The Denial of Death straddles the line between astounding intellectual ambition and crackpot theorizing; it is a compendium of brilliant intellectual exercises that are more satisfying poetically than scientifically; it is a desperately self-oblivious and quasi-futile attempt to resurrect the ruins of Freudian psychoanalysis by re-defining certain parameters and ostensibly de-Freudianizing them; there is an unhealthy mixture of jaw-dropping recognition and eye-rolling recognition.
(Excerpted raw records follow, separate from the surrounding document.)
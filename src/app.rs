//! Application state: one editor session plus the terminal-side modes
//! (recovery prompt, label editing, help) wrapped around it.

use std::sync::Arc;
use std::time::Instant;

use anyhow::{Context, Result};
use crossterm::event::{KeyCode, KeyEvent};
use skyrchitect_core::{
    now_ms, Action, DiagramDocument, DocumentId, DocumentModel, Edge, Mutation, Node, NodeId, NodePatch, Position,
    ResourceKind, ShortcutRegistry, DEFAULT_DOCUMENT_NAME,
};
use skyrchitect_editor::{BoxedAutosaver, CommandDispatcher, Disposition, Editor, FocusContext, KeyInput};
use skyrchitect_session::{
    most_recent, AutosaveConfig, AutosaveStatus, Autosaver, BackgroundWriter, InlineWriter, RecoveryManager,
    RecoveryPolicy, SnapshotKey, SnapshotStore, SnapshotWriter, UserId,
};
use tracing::{info, warn};

use crate::input::to_key_input;

/// Component kinds offered by the "new node" key, in cycle order
pub const NODE_KINDS: [ResourceKind; 9] = [
    ResourceKind::Compute,
    ResourceKind::Storage,
    ResourceKind::Database,
    ResourceKind::Network,
    ResourceKind::Security,
    ResourceKind::Serverless,
    ResourceKind::Analytics,
    ResourceKind::Ml,
    ResourceKind::Container,
];

/// Horizontal distance between nodes placed with the "new node" key
const NEW_NODE_SPACING: f64 = 160.0;

#[derive(Debug, Clone, PartialEq, Eq)]
pub enum Mode {
    Normal,
    /// Startup found unsaved work; waiting for recover/discard
    RecoveryPrompt,
    LabelInput { node: NodeId, text: String },
    Help,
}

/// How snapshot writes are executed
#[derive(Debug, Clone, Copy, PartialEq, Eq)]
pub enum WriterMode {
    Background,
    /// Synchronous, for tests
    Inline,
}

pub struct AppOptions {
    pub store: Arc<dyn SnapshotStore>,
    pub user: UserId,
    pub document: Option<DocumentId>,
    pub autosave: AutosaveConfig,
    pub writer: WriterMode,
}

pub struct App {
    pub editor: Editor,
    pub dispatcher: CommandDispatcher,
    pub mode: Mode,
    pub running: bool,
    pub status_message: Option<String>,
    pub recovery: Option<RecoveryManager>,
    /// Kind used by the next "new node"
    pub next_kind: usize,
    store: Arc<dyn SnapshotStore>,
    user: UserId,
    autosave_config: AutosaveConfig,
    writer_mode: WriterMode,
}

impl App {
    /// Open the requested (or most recent) document, checking for unsaved
    /// work from a previous run first.
    pub fn open(options: AppOptions) -> Result<Self> {
        let AppOptions {
            store,
            user,
            document,
            autosave,
            writer,
        } = options;
        let dispatcher =
            CommandDispatcher::attach(ShortcutRegistry::defaults()).context("attaching keyboard listener")?;

        let document_id = match document {
            Some(id) => Some(id),
            None => match most_recent(store.as_ref(), &user) {
                Ok(latest) => latest.map(|snapshot| snapshot.document.id),
                Err(e) => {
                    warn!(%user, error = %e, "could not list saved documents, starting a new one");
                    None
                }
            },
        };

        let mut app = Self {
            editor: Editor::new(DocumentModel::default()),
            dispatcher,
            mode: Mode::Normal,
            running: true,
            status_message: None,
            recovery: None,
            next_kind: 0,
            store,
            user,
            autosave_config: autosave,
            writer_mode: writer,
        };

        let Some(id) = document_id else {
            let model = DocumentModel::default();
            info!(document = %model.id(), "starting new document");
            app.open_model(model, false)?;
            return Ok(app);
        };

        let key = SnapshotKey::new(app.user.clone(), id);
        let mut recovery = RecoveryManager::inspect(app.store.as_ref(), key, RecoveryPolicy::default(), now_ms());

        if recovery.show_recovery_prompt() {
            // placeholder until the user decides; nothing is saved meanwhile
            app.mode = Mode::RecoveryPrompt;
            app.recovery = Some(recovery);
            return Ok(app);
        }

        match recovery.take_resumable() {
            Some(snapshot) => {
                // a dirty snapshot outside the recovery window is rewritten clean
                let persisted = !snapshot.dirty;
                let model = DocumentModel::from_document(snapshot.document).context("stored document is invalid")?;
                info!(document = %id, version = model.version(), persisted, "resuming saved document");
                app.set_status(format!("Opened \"{}\"", model.document().name));
                app.open_model(model, persisted)?;
            }
            None if recovery.unreadable() => {
                // keep the stored copy intact; edits go to a new document
                let model = DocumentModel::default();
                warn!(document = %id, new_document = %model.id(), "saved document unreadable, starting a new one");
                app.set_status(format!("Could not read document {id}; started a new one"));
                app.open_model(model, false)?;
            }
            None => {
                let model = DocumentModel::from_document(DiagramDocument::with_id(id, DEFAULT_DOCUMENT_NAME))
                    .context("creating document")?;
                info!(document = %id, "starting new document");
                app.open_model(model, false)?;
            }
        }
        Ok(app)
    }

    fn spawn_writer(&self) -> Result<Box<dyn SnapshotWriter>> {
        let writer: Box<dyn SnapshotWriter> = match self.writer_mode {
            WriterMode::Background => {
                Box::new(BackgroundWriter::spawn(self.store.clone()).context("starting snapshot writer")?)
            }
            WriterMode::Inline => Box::new(InlineWriter::new(self.store.clone())),
        };
        Ok(writer)
    }

    fn open_model(&mut self, model: DocumentModel, persisted: bool) -> Result<()> {
        let key = SnapshotKey::new(self.user.clone(), model.id());
        let autosaver: BoxedAutosaver = Autosaver::new(
            key,
            self.autosave_config,
            self.spawn_writer()?,
            model.document(),
            persisted,
            Instant::now(),
        );
        self.editor.replace_document(model, Some(autosaver));
        Ok(())
    }

    pub fn set_status(&mut self, message: impl Into<String>) {
        self.status_message = Some(message.into());
    }

    pub fn clear_status(&mut self) {
        self.status_message = None;
    }

    pub fn autosave_status(&self) -> AutosaveStatus {
        self.editor.autosave_status()
    }

    pub fn user(&self) -> &UserId {
        &self.user
    }

    /// Drive autosave; call every loop iteration
    pub fn tick(&mut self, now: Instant) {
        self.editor.tick(now);
    }

    pub fn handle_key(&mut self, key: KeyEvent, now: Instant) -> Result<()> {
        match self.mode {
            Mode::RecoveryPrompt => self.handle_recovery_key(key),
            Mode::Help => {
                self.mode = Mode::Normal;
                Ok(())
            }
            Mode::Normal | Mode::LabelInput { .. } => {
                let Some(input) = to_key_input(&key) else {
                    return Ok(());
                };
                self.dispatch(input, now);
                Ok(())
            }
        }
    }

    fn dispatch(&mut self, input: KeyInput, now: Instant) {
        self.dispatcher.enqueue(input);
        for dispatched in self.dispatcher.drain(&mut self.editor, now) {
            match dispatched.outcome {
                Ok(Disposition::Handled(action)) => {
                    if action == Action::Save {
                        self.set_status("Saving...");
                    }
                }
                Ok(Disposition::Suppressed(_) | Disposition::PassThrough) => {
                    if matches!(self.mode, Mode::LabelInput { .. }) {
                        self.handle_label_key(&dispatched.input, now);
                    } else {
                        self.handle_gesture(&dispatched.input, now);
                    }
                }
                Err(e) => {
                    warn!(error = %e, "action failed");
                    self.set_status(format!("Error: {e}"));
                }
            }
        }
    }

    fn handle_recovery_key(&mut self, key: KeyEvent) -> Result<()> {
        match key.code {
            KeyCode::Char('r') | KeyCode::Enter => self.recover(),
            KeyCode::Char('d') | KeyCode::Esc => self.dismiss(),
            KeyCode::Char('q') => {
                // leave the snapshot for next time
                self.running = false;
                Ok(())
            }
            _ => Ok(()),
        }
    }

    pub fn recover(&mut self) -> Result<()> {
        let Some(mut recovery) = self.recovery.take() else {
            return Ok(());
        };
        self.mode = Mode::Normal;
        match recovery.recover_architecture(self.store.as_ref()) {
            Some(document) => {
                let model = DocumentModel::from_document(document).context("recovered document is invalid")?;
                self.set_status(format!("Recovered \"{}\"", model.document().name));
                self.open_model(model, true)?;
            }
            None => self.open_model(DocumentModel::default(), false)?,
        }
        Ok(())
    }

    pub fn dismiss(&mut self) -> Result<()> {
        let Some(mut recovery) = self.recovery.take() else {
            return Ok(());
        };
        recovery.dismiss_recovery(self.store.as_ref());
        self.mode = Mode::Normal;
        self.set_status("Discarded unsaved work");
        self.open_model(DocumentModel::default(), false)
    }

    /// Keys with no shortcut binding: direct editing gestures
    fn handle_gesture(&mut self, input: &KeyInput, now: Instant) {
        if input.ctrl || input.alt || input.meta {
            return;
        }
        match (input.key.as_str(), input.shift) {
            ("q", false) => self.running = false,
            ("?", _) => self.mode = Mode::Help,
            ("n", false) => self.add_node(now),
            ("k", false) => {
                self.next_kind = (self.next_kind + 1) % NODE_KINDS.len();
                self.set_status(format!("New nodes: {}", NODE_KINDS[self.next_kind].name()));
            }
            ("e", false) => self.connect_selected(now),
            ("Tab", shift) => self.cycle_selection(if shift { -1 } else { 1 }),
            (" ", _) => self.toggle_cursor_selection(),
            ("Enter", _) => self.start_label_input(),
            _ => {}
        }
    }

    fn add_node(&mut self, now: Instant) {
        let kind = NODE_KINDS[self.next_kind];
        let count = self.editor.document().nodes().len() as f64;
        let mut position = Position::new(40.0 + NEW_NODE_SPACING * (count % 5.0), 40.0 + 120.0 * (count / 5.0).floor());
        if let Some(grid) = self.editor.view().snap_grid() {
            position = position.snapped(grid);
        }
        let node = Node::new(kind, format!("{} {}", kind.name(), count as usize + 1), position);
        let id = node.id;
        match self.editor.apply(Mutation::AddNode(node), now) {
            Ok(_) => self.editor.selection_mut().replace([id]),
            Err(e) => self.set_status(format!("Error: {e}")),
        }
    }

    /// Connect two selected nodes, in document order
    fn connect_selected(&mut self, now: Instant) {
        let ids = self.editor.selection().ordered(self.editor.model().graph());
        let [source, target] = ids[..] else {
            self.set_status("Select exactly two nodes to connect");
            return;
        };
        match self.editor.apply(Mutation::AddEdge(Edge::new(source, target)), now) {
            Ok(_) => self.set_status("Connected"),
            Err(e) => self.set_status(format!("Error: {e}")),
        }
    }

    /// Node the keyboard cursor is on: the last selected in document order
    pub fn cursor_node(&self) -> Option<NodeId> {
        self.editor.selection().ordered(self.editor.model().graph()).last().copied()
    }

    fn cycle_selection(&mut self, step: isize) {
        let ids: Vec<NodeId> = self.editor.model().graph().node_ids().collect();
        if ids.is_empty() {
            return;
        }
        let len = ids.len() as isize;
        let next = match self.cursor_node().and_then(|c| ids.iter().position(|id| *id == c)) {
            Some(i) => (i as isize + step).rem_euclid(len),
            None if step > 0 => 0,
            None => len - 1,
        };
        self.editor.selection_mut().replace([ids[next as usize]]);
    }

    /// Extend the selection with the node after the cursor
    fn toggle_cursor_selection(&mut self) {
        let ids: Vec<NodeId> = self.editor.model().graph().node_ids().collect();
        let Some(cursor) = self.cursor_node() else {
            return;
        };
        let Some(i) = ids.iter().position(|id| *id == cursor) else {
            return;
        };
        if let Some(next) = ids.get(i + 1) {
            self.editor.selection_mut().insert(*next);
        }
    }

    fn start_label_input(&mut self) {
        let selection = self.editor.selection();
        if selection.len() != 1 {
            self.set_status("Select one node to rename");
            return;
        }
        let Some(node) = self.cursor_node().and_then(|id| self.editor.model().graph().node(id)) else {
            return;
        };
        self.mode = Mode::LabelInput {
            node: node.id,
            text: node.label.clone(),
        };
        self.dispatcher.set_focus(FocusContext::TextInput);
    }

    fn handle_label_key(&mut self, input: &KeyInput, now: Instant) {
        let Mode::LabelInput { node, text } = &mut self.mode else {
            return;
        };
        match input.key.as_str() {
            "Enter" => {
                let mutation = Mutation::UpdateNode {
                    id: *node,
                    patch: NodePatch::label(text.trim()),
                };
                self.finish_label_input();
                if let Err(e) = self.editor.apply(mutation, now) {
                    self.set_status(format!("Error: {e}"));
                }
            }
            "Escape" => self.finish_label_input(),
            "Backspace" => {
                text.pop();
            }
            key if !input.ctrl && !input.alt && key.chars().count() == 1 => text.push_str(key),
            _ => {}
        }
    }

    fn finish_label_input(&mut self) {
        self.mode = Mode::Normal;
        self.dispatcher.set_focus(FocusContext::Canvas);
    }

    /// Flush what is unsaved. The writer is joined when the editor drops.
    pub fn shutdown(&mut self) {
        if self.mode == Mode::RecoveryPrompt {
            return;
        }
        if self.editor.autosave().is_some() {
            let now = Instant::now();
            self.editor.tick(now);
            if let Err(e) = self.editor.invoke(Action::Save, now) {
                warn!(error = %e, "final save failed");
            }
        }
        info!(document = %self.editor.model().id(), version = self.editor.model().version(), "shutting down");
    }
}
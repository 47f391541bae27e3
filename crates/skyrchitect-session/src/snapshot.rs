//! What gets persisted: a full document copy plus save bookkeeping.

use std::fmt;

use serde::{Deserialize, Serialize};
use skyrchitect_core::{DiagramDocument, DocumentId};

/// On-disk format revision
pub const SNAPSHOT_FORMAT: u32 = 1;

/// Opaque identity supplied by the auth layer. Only used to namespace snapshots.
#[derive(Debug, Clone, PartialEq, Eq, Hash, PartialOrd, Ord, Serialize, Deserialize)]
#[serde(transparent)]
pub struct UserId(String);

impl UserId {
    pub fn new(id: impl Into<String>) -> Self {
        Self(id.into())
    }

    pub fn as_str(&self) -> &str {
        &self.0
    }
}

impl fmt::Display for UserId {
    fn fmt(&self, f: &mut fmt::Formatter<'_>) -> fmt::Result {
        f.write_str(&self.0)
    }
}

/// Persistence key: one snapshot per (user, document)
#[derive(Debug, Clone, PartialEq, Eq, Hash)]
pub struct SnapshotKey {
    pub user: UserId,
    pub document: DocumentId,
}

impl SnapshotKey {
    pub fn new(user: UserId, document: DocumentId) -> Self {
        Self { user, document }
    }
}

impl fmt::Display for SnapshotKey {
    fn fmt(&self, f: &mut fmt::Formatter<'_>) -> fmt::Result {
        write!(f, "{}/{}", self.user, self.document)
    }
}

#[derive(Debug, Clone, PartialEq, Serialize, Deserialize)]
pub struct PersistedSnapshot {
    pub format: u32,
    pub document: DiagramDocument,
    pub version: u64,
    /// Milliseconds since the Unix epoch
    pub saved_at: u64,
    /// The live document moved on after this snapshot was taken and the newer
    /// state has not been confirmed written.
    pub dirty: bool,
}

impl PersistedSnapshot {
    /// Clean snapshot of `document` as of `saved_at`
    pub fn capture(document: &DiagramDocument, saved_at: u64) -> Self {
        Self {
            format: SNAPSHOT_FORMAT,
            document: document.clone(),
            version: document.version,
            saved_at,
            dirty: false,
        }
    }

    pub fn age_ms(&self, now_ms: u64) -> u64 {
        now_ms.saturating_sub(self.saved_at)
    }
}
It is important to note, however, that it is grossly unfair to discredit the ingenuity of a vintage intellectual by holding discoveries and findings found post-mortem against him or her. A psychology professor who claims Freud is "an idiot" is, at best, simply being arrogant on a chronological technicality. Freud did not take into account all of that which had debunked, and his findings are so flagrantly untrue; of course, those debunkings occurred after Freud's death. Something about the fact that geniuses have to be omnipotent and stand outside a life narrative is ridiculous, and at best arrogant. At the end of the day Freud revolutionized thought and his myths has carried a heavy cultural resonance, and we can apologize for his after-the-fact falseness. But it is completely unfair to say he had not taken into account all the factors that could have by no means been available to him contemporarily, and so it goes for every genius. No one is a genius when taken out of context, and that's precisely the point of such masturbatory put-downs. Some assert superiority by tearing others down on balderdash presumptions; others gain it through luck; and the rare few gain it on demonstrable merit.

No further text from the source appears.